CHARLATAN
Strand Releasing
Reviewed for Shockya.com & BigAppleReviews.net linked from Rotten Tomatoes by: Harvey Karten
Director: Agnieszka Holland
Writers: Marek Epstein, Martin Sulc, Jaroslav Sedlácek
Cast: Ivan Trojan, Josef Trojan, Juraj Loj, Jaroslava Pokorná, Jirí Cerný, Miroslav Hanus, Ladislav Kolár
Screened at: Critics’ link, NYC, 5/25/21
Opens: July 23, 2021

More than sixty percent of Americans take supplements, whether they be vitamins, minerals, or herbs. These additions to people’s diets are unregulated by the FDA, amid lobbying by the industry to keep government out of our bodies. The argument continues to rage whether herbs do any good, or whether they shorten people’s lives because some refuse medical treatment until it’s too late. Here’s a similar argument that has been raging, one probably more so by the people of the Czech Republic and Slovakia than here in the U.S. Have you heard of Jan Mikolasek? Do you know why his profession has people debating to this day? The Czechs today would be flattered if you get to know him, and this picture is a good way to do that, one even more interesting than the well-researched tomes as in Wikipedia.
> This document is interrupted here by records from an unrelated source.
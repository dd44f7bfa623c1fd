use scout_core::{
    select_active, update, ActiveSet, ApiError, AppState, Business, BusinessPage, Effect,
    JobSnapshot, Msg, PageQuery, Pagination, SearchKey, ValidationError,
};

fn business(id: &str) -> Business {
    Business {
        id: id.to_string(),
        name: format!("Business {id}"),
        address: "1 Main St".to_string(),
        ..Business::default()
    }
}

fn page(ids: &[&str], page: u32, pages: u32) -> BusinessPage {
    BusinessPage {
        items: ids.iter().map(|id| business(id)).collect(),
        pagination: Pagination {
            page,
            limit: 50,
            total: 120,
            pages,
        },
    }
}

fn ticket_of(effects: &[Effect]) -> u64 {
    effects
        .iter()
        .find_map(|effect| match effect {
            Effect::LoadPage { ticket, .. } | Effect::LoadScoped { ticket, .. } => Some(*ticket),
            _ => None,
        })
        .expect("load effect")
}

/// A state scoped to `key` whose scoped and paginated sets are both loaded.
fn scoped_state(key: &SearchKey, paginated: &[&str], scoped: &[&str]) -> AppState {
    let (state, effects) = update(AppState::new(), Msg::PageRequested(1));
    let (state, _) = update(
        state,
        Msg::PageLoaded {
            ticket: ticket_of(&effects),
            result: Ok(page(paginated, 1, 3)),
        },
    );
    let (state, _) = update(state, Msg::SearchSubmitted(key.clone()));
    let (state, effects) = update(
        state,
        Msg::JobStartResolved {
            key: key.clone(),
            result: Ok(JobSnapshot::default()),
        },
    );
    let (state, _) = update(
        state,
        Msg::ScopedLoaded {
            ticket: ticket_of(&effects),
            key: key.clone(),
            result: Ok(scoped.iter().map(|id| business(id)).collect()),
        },
    );
    state
}

#[test]
fn active_set_follows_search_params_regardless_of_fetch_order() {
    let coffee = SearchKey::parse("coffee", "Austin").unwrap();
    let state = scoped_state(&coffee, &["p1", "p2"], &["s1"]);
    assert_eq!(state.view().results.active, ActiveSet::Scoped);
    assert_eq!(state.view().results.ids(), vec!["s1"]);

    // A paginated load landing later does not change which set is shown.
    let (state, effects) = update(state, Msg::PageRequested(2));
    let (state, _) = update(
        state,
        Msg::PageLoaded {
            ticket: ticket_of(&effects),
            result: Ok(page(&["p3"], 2, 3)),
        },
    );
    assert_eq!(state.view().results.active, ActiveSet::Scoped);
    assert_eq!(state.view().results.ids(), vec!["s1"]);

    let (state, effects) = update(state, Msg::SearchCleared);
    assert!(matches!(effects.as_slice(), [Effect::LoadPage { .. }]));
    let view = state.view();
    assert_eq!(view.results.active, ActiveSet::Paginated);
    assert_eq!(view.results.title, "All Businesses");
    assert_eq!(view.results.ids(), vec!["p3"]);

    assert_eq!(select_active("coffee", "Austin"), ActiveSet::Scoped);
    assert_eq!(select_active("coffee", ""), ActiveSet::Paginated);
}

#[test]
fn pagination_reflects_server_metadata() {
    let (state, effects) = update(AppState::new(), Msg::PageRequested(2));
    assert_eq!(
        effects,
        vec![Effect::LoadPage {
            ticket: 1,
            query: PageQuery {
                page: 2,
                limit: 50,
                filter: None,
            },
        }]
    );
    let (state, _) = update(
        state,
        Msg::PageLoaded {
            ticket: 1,
            result: Ok(page(&["a"], 2, 3)),
        },
    );
    let view = state.view();
    let pagination = view.results.pagination.expect("paginated view");
    assert_eq!((pagination.page, pagination.pages), (2, 3));
    assert!(view.results.show_pager);

    // Moving to page 3 and then asking for "next" goes nowhere.
    let (state, effects) = update(state, Msg::NextPageRequested);
    let (state, _) = update(
        state,
        Msg::PageLoaded {
            ticket: ticket_of(&effects),
            result: Ok(page(&["b"], 3, 3)),
        },
    );
    let (state, effects) = update(state, Msg::NextPageRequested);
    assert!(effects.is_empty());
    assert_eq!(state.view().results.pagination.unwrap().page, 3);

    // An explicit out-of-range page is passed through; the server's answer is stored as-is.
    let (state, effects) = update(state, Msg::PageRequested(4));
    let (state, _) = update(
        state,
        Msg::PageLoaded {
            ticket: ticket_of(&effects),
            result: Ok(page(&[], 3, 3)),
        },
    );
    assert_eq!(state.view().results.pagination.unwrap().page, 3);
}

#[test]
fn listing_filter_follows_page_navigation_until_cleared() {
    let coffee = SearchKey::parse("coffee", "Austin").unwrap();
    let (state, effects) = update(
        AppState::new(),
        Msg::PageFilterChanged(Some(coffee.clone())),
    );
    assert_eq!(
        effects,
        vec![Effect::LoadPage {
            ticket: 1,
            query: PageQuery {
                page: 1,
                limit: 50,
                filter: Some(coffee.clone()),
            },
        }]
    );
    let (state, _) = update(
        state,
        Msg::PageLoaded {
            ticket: 1,
            result: Ok(page(&["f1"], 1, 2)),
        },
    );
    let view = state.view();
    assert_eq!(view.results.active, ActiveSet::Paginated);
    assert_eq!(view.results.filter, Some(coffee.clone()));

    let (state, effects) = update(state, Msg::NextPageRequested);
    match effects.as_slice() {
        [Effect::LoadPage { query, .. }] => {
            assert_eq!(query.page, 2);
            assert_eq!(query.filter, Some(coffee));
        }
        other => panic!("expected one page load, got {other:?}"),
    }

    let (state, effects) = update(state, Msg::PageFilterChanged(None));
    match effects.as_slice() {
        [Effect::LoadPage { query, .. }] => {
            assert_eq!(query.page, 1);
            assert_eq!(query.filter, None);
        }
        other => panic!("expected one page load, got {other:?}"),
    }
    assert_eq!(state.page_filter(), None);
}

#[test]
fn page_zero_is_rejected_without_effects() {
    let (state, effects) = update(AppState::new(), Msg::PageRequested(0));
    assert!(effects.is_empty());
    assert_eq!(state.view().validation_error, Some(ValidationError::InvalidPage));
}

#[test]
fn previous_page_is_noop_on_first_page() {
    let (_state, effects) = update(AppState::new(), Msg::PreviousPageRequested);
    assert!(effects.is_empty());
}

#[test]
fn failed_scoped_load_keeps_previous_items() {
    let coffee = SearchKey::parse("coffee", "Austin").unwrap();
    let state = scoped_state(&coffee, &[], &["s1", "s2"]);

    let (state, effects) = update(state, Msg::ResultsRequested);
    let (state, _) = update(
        state,
        Msg::ScopedLoaded {
            ticket: ticket_of(&effects),
            key: coffee.clone(),
            result: Err(ApiError::HttpStatus { status: 500 }),
        },
    );

    let view = state.view();
    assert_eq!(view.results.ids(), vec!["s1", "s2"]);
    assert_eq!(view.results.error, Some(ApiError::HttpStatus { status: 500 }));
    assert!(!view.results.loading);
}

#[test]
fn delete_removes_from_both_sets_and_repeat_is_noop() {
    let coffee = SearchKey::parse("coffee", "Austin").unwrap();
    let state = scoped_state(&coffee, &["shared", "p2"], &["shared", "s2"]);

    let (state, effects) = update(state, Msg::DeleteRequested("shared".into()));
    assert_eq!(
        effects,
        vec![Effect::DeleteBusiness {
            id: "shared".into()
        }]
    );
    assert!(state.view().results.rows[0].deleting);

    // A second click while the first call is in flight does nothing.
    let (state, effects) = update(state, Msg::DeleteRequested("shared".into()));
    assert!(effects.is_empty());

    let (state, _) = update(
        state,
        Msg::DeleteResolved {
            id: "shared".into(),
            result: Ok(()),
        },
    );
    assert_eq!(state.results().scoped().len(), 1);
    assert_eq!(state.results().paginated().len(), 1);
    assert!(!state.results().contains("shared"));

    let once = state.clone();
    let (state, effects) = update(state, Msg::DeleteRequested("shared".into()));
    assert!(effects.is_empty());
    assert_eq!(state, once);
    assert_eq!(state.view().results.delete_error, None);
}

#[test]
fn failed_delete_keeps_record() {
    let coffee = SearchKey::parse("coffee", "Austin").unwrap();
    let state = scoped_state(&coffee, &[], &["s1"]);

    let (state, _) = update(state, Msg::DeleteRequested("s1".into()));
    let (state, _) = update(
        state,
        Msg::DeleteResolved {
            id: "s1".into(),
            result: Err(ApiError::Network("offline".into())),
        },
    );

    let view = state.view();
    assert_eq!(view.results.ids(), vec!["s1"]);
    assert!(!view.results.rows[0].deleting);
    assert_eq!(
        view.results.delete_error,
        Some(("s1".to_string(), ApiError::Network("offline".into())))
    );
}

#[test]
fn scoped_response_for_previous_search_is_dropped() {
    let coffee = SearchKey::parse("coffee", "Austin").unwrap();
    let bakery = SearchKey::parse("bakery", "Austin").unwrap();
    let state = scoped_state(&coffee, &[], &["c1"]);

    let (state, effects) = update(state, Msg::ResultsRequested);
    let coffee_ticket = ticket_of(&effects);

    let (state, _) = update(state, Msg::SearchSubmitted(bakery.clone()));
    let (state, _) = update(
        state,
        Msg::JobStartResolved {
            key: bakery.clone(),
            result: Ok(JobSnapshot::default()),
        },
    );
    let (state, _) = update(
        state,
        Msg::ScopedLoaded {
            ticket: coffee_ticket,
            key: coffee,
            result: Ok(vec![business("c2")]),
        },
    );

    let view = state.view();
    assert_eq!(view.results.title, "Search Results for \"bakery\" in \"Austin\"");
    assert!(view.results.rows.is_empty());
}

#[test]
fn website_flag_is_derived_per_row() {
    let (state, _) = update(AppState::new(), Msg::PageRequested(1));
    let mut with_site = business("w");
    with_site.website = Some("https://w.example.com".into());
    let mut bare_site = business("b");
    bare_site.website = Some("www.example.com".into());
    let (state, _) = update(
        state,
        Msg::PageLoaded {
            ticket: 1,
            result: Ok(BusinessPage {
                items: vec![with_site, bare_site],
                pagination: Pagination::default(),
            }),
        },
    );

    let flags: Vec<bool> = state.view().results.rows.iter().map(|r| r.has_website).collect();
    assert_eq!(flags, vec![true, false]);
}
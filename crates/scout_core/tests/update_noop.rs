use scout_core::{update, AppState, ErrorDomain, Msg};

#[test]
fn update_is_noop() {
    let state = AppState::new();
    let (next, effects) = update(state.clone(), Msg::NoOp);

    assert_eq!(state, next);
    assert!(effects.is_empty());
}

#[test]
fn stopping_without_observation_emits_nothing() {
    let state = AppState::new();
    let (next, effects) = update(state.clone(), Msg::StopObservingRequested);

    assert_eq!(state, next);
    assert!(effects.is_empty());
}

#[test]
fn dismissing_errors_on_fresh_state_only_marks_dirty() {
    let (mut next, effects) = update(AppState::new(), Msg::ErrorsDismissed(ErrorDomain::Export));

    assert!(effects.is_empty());
    assert!(next.consume_dirty());
    assert_eq!(next.view().export.error, None);
}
“Charlatan” is a biopic by Agnieszka Holland, who was born in Warsaw but studied film in Czechoslovakia and whose “Washington Square (l997) is an adaptation of the Henry James novel set in 19th-century New York City. Among all her films, that might be the best known by Americans, about a wealthy spinster with an overbearing father who is pursued by a handsome fortune hunter. Now with “Charlatan,” a Czech-Irish-Polish-Slovak look at a man who acquired great wealth and is looking more for a male sexual partner than undeserved money, Holland gives the title character a fair shake until the concluding scenes.

The question that Holland takes up and which viewers of the film keep in the backs of their minds throughout: was Jan Mikolásek (Ivan Trojan), played in flashback to his younger self by Josef Trojan, a charlatan? That is, does he pull the wool over people’s eyes, convincing them to partake of cures for their ailments simply to lighten their wallets? Or, does he actually believe in everything he is doing and is really curing people? You will go away from this movie convinced of the latter. His motto could be: belief is half the cure, plants are the remaining cure. How does director Holland make us believe this? The best test is that when the Nazis overrun Czechoslovakia in the late thirties, they make Mikolásek take a test that would awe people in the health sector. He is given 29 samples of urine and has to guess the ailment of each donor. And he does so to the satisfaction of his examiners! Yes: he can tell people’s ailments by putting clear bottles of their specimens up to a strong light, shaking each donation around like an oenophile on a glass of Chardonnay, and declaring: kidney; liver; diabetes; and what-have-you.

Holland takes us from his young manhood when he becomes like an intern to herbalist Mrs. Muolbacherova (Jaroslava Pokorna), whose hair-trigger personality is matched by Mikolásek’s. Later when political sponsor and client Antonin Zapotocky dies, Mikolásek is thrown victim to Stalinist authorities, harassed by them in similar ways to his victimhood at the hands of the Gestapo. (If you paid attention in high-school history, you’ll know that Czechoslovakia had the unfortunate experience of conquest by Nazi Germany, later to fall into the occupation of the Soviet Union.)

Considerable time is spent on Frantisek Palko (Juraj Loj), a poorly educated laborer who is hired as Mikolásek’s assistant simply because the young man offers complete loyalty. Their homosexual affair is not appreciated by the authorities and may have led them to look upon the herbalist with increased hostility. Near the conclusion, when both men are on trial, accused of poisoning an official with tea laced with strychnine, Mikolásek offers the court a defense that seems at first beyond belief, but then makes sense when you realize that despite the way he had honestly earned a living, acquiring a fancy car and villa but donating considerable sums to cash-strapped patients, he has a lust for living at all costs.

The film is blessed by Ivan Trojan’s shattering performance in the title role, an actor with an impressive résumé of TV movies and episodes, and Czech-centered films like “Bullet for Heydrich.” Like many artful European pictures, there is little music on the soundtrack to compete with dialogue, though there is occasional use of Dvorak compositions; and who could oppose that?

In Czech with English subtitles.

118 minutes. © 2021 by Harvey Karten, Member, New York Film Critics Online

Story – A-
Acting – A-
Technical – B+
Overall – A-

By Harvey Karten

Harvey Karten is the founder of the The New York Film Critics Online (NYFCO) an organization composed of Internet film critics based in New York City. The group meets once a year, in December, for voting on its annual NYFCO Awards.